WORK REQUIRED:
Among the lines below, some may contain the string "PathNotFound". Say how many do, and give nothing besides the number.

Dataset entries
-------------------------

/// Initialize the config pointer for a dotfiles repository.
///
/// Resolves `basedir` to an absolute repository path, creates the pointer
/// symlink at `<home>/.symconfig` aimed at the registry file inside the
/// repository, and creates an empty registry document there if none exists
/// yet. The pointer is never overwritten: re-initialization is a reportable
/// failure.
///
/// # Errors
///
/// - Return [`LinkError::PathNotFound`] if `basedir` is relative and does
///   not exist.
/// - Return [`LinkError::AlreadyExists`] if the pointer already exists,
///   reporting the path it currently resolves to.
#[instrument(skip_all, level = "debug")]
pub fn init(basedir: impl AsRef<Path>, home: impl AsRef<Path>) -> Result<()> {
    let (basedir, home) = (basedir.as_ref(), home.as_ref());
    let basedir = if basedir.is_absolute() {
        basedir.to_path_buf()
    } else if basedir.exists() {
        path::absolutize(basedir).map_err(|err| LinkError::Io {
            source: err,
            path: basedir.to_path_buf(),
        })?
    } else {
        return Err(LinkError::PathNotFound {
            path: basedir.to_path_buf(),
        });
    };

    let registry_path = basedir.join(REGISTRY_FILE_NAME);
    let pointer_path = RegistryStore::pointer_path(home);
    if pointer_path.symlink_metadata().is_ok() {
        let target = path::link_target(&pointer_path).unwrap_or_else(|| pointer_path.clone());
        return Err(LinkError::AlreadyExists {
            path: pointer_path,
            target,
        });
    }

    path::symlink(&registry_path, &pointer_path).map_err(|err| LinkError::Io {
        source: err,
        path: pointer_path.clone(),
    })?;
    info!(
        "created pointer {:?} -> {:?}",
        pointer_path.display(),
        registry_path.display()
    );

    if registry_path.symlink_metadata().is_err() {
        RegistryStore::at(registry_path).save(&Registry::default())?;
    }

    Ok(())
}

/// Link a dotfile from the repository into its canonical destination.
///
/// Resolves both inputs to absolute paths, creates the symlink
/// `destination -> source` when the destination is free, and records the
/// pair in the registry in storage form. A destination that already points
/// at the source is treated as satisfied rather than an error, which makes
/// the operation idempotent; the registry is still updated in that case.
///
/// # Errors
///
/// - Return [`LinkError::PathNotFound`] if the resolved source does not
///   exist.
/// - Return [`LinkError::AlreadyExists`] if the destination exists and does
///   not resolve to the source. The filesystem is left untouched.
/// - Return [`LinkError::Registry`] if no registry has been initialized, or
///   it cannot be loaded or persisted.
#[instrument(skip_all, level = "debug")]
pub fn link(
    source: impl AsRef<Path>,
    destination: impl AsRef<Path>,
    home: impl AsRef<Path>,
) -> Result<LinkOutcome> {
    let (source, destination, home) = (source.as_ref(), destination.as_ref(), home.as_ref());
    let source_abs = path::absolutize(source).map_err(|err| LinkError::Io {
        source: err,
        path: source.to_path_buf(),
    })?;
    let destination_abs = path::absolutize(destination).map_err(|err| LinkError::Io {
        source: err,
        path: destination.to_path_buf(),
    })?;

    if source_abs.symlink_metadata().is_err() {
        return Err(LinkError::PathNotFound { path: source_abs });
    }

    // Validate registry access before mutating the filesystem.
    let store = RegistryStore::open(home)?;
    let mut registry = store.load()?;

    let outcome = match destination_abs.symlink_metadata() {
        Ok(_) => match path::link_target(&destination_abs) {
            Some(target) if target == source_abs => {
                debug!(
                    "{:?} already links to {:?}",
                    destination_abs.display(),
                    source_abs.display()
                );
                LinkOutcome::AlreadySatisfied
            }
            Some(target) => {
                return Err(LinkError::AlreadyExists {
                    path: destination_abs,
                    target,
                })
            }
            None => {
                return Err(LinkError::AlreadyExists {
                    path: destination_abs.clone(),
                    target: destination_abs,
                })
            }
        },
        Err(_) => {
            path::symlink(&source_abs, &destination_abs).map_err(|err| LinkError::Io {
                source: err,
                path: destination_abs.clone(),
            })?;
            info!(
                "created symlink {:?} -> {:?}",
                destination_abs.display(),
                source_abs.display()
            );
            LinkOutcome::Created
        }
    };

    let source_form = path::storage_form(source, &source_abs, home);
    let destination_form = path::storage_form(destination, &destination_abs, home);
    registry.symlinks.insert(destination_form, source_form);
    store.save(&registry)?;

    Ok(outcome)
}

-------------------------

EXERCISE RESPONSE:
4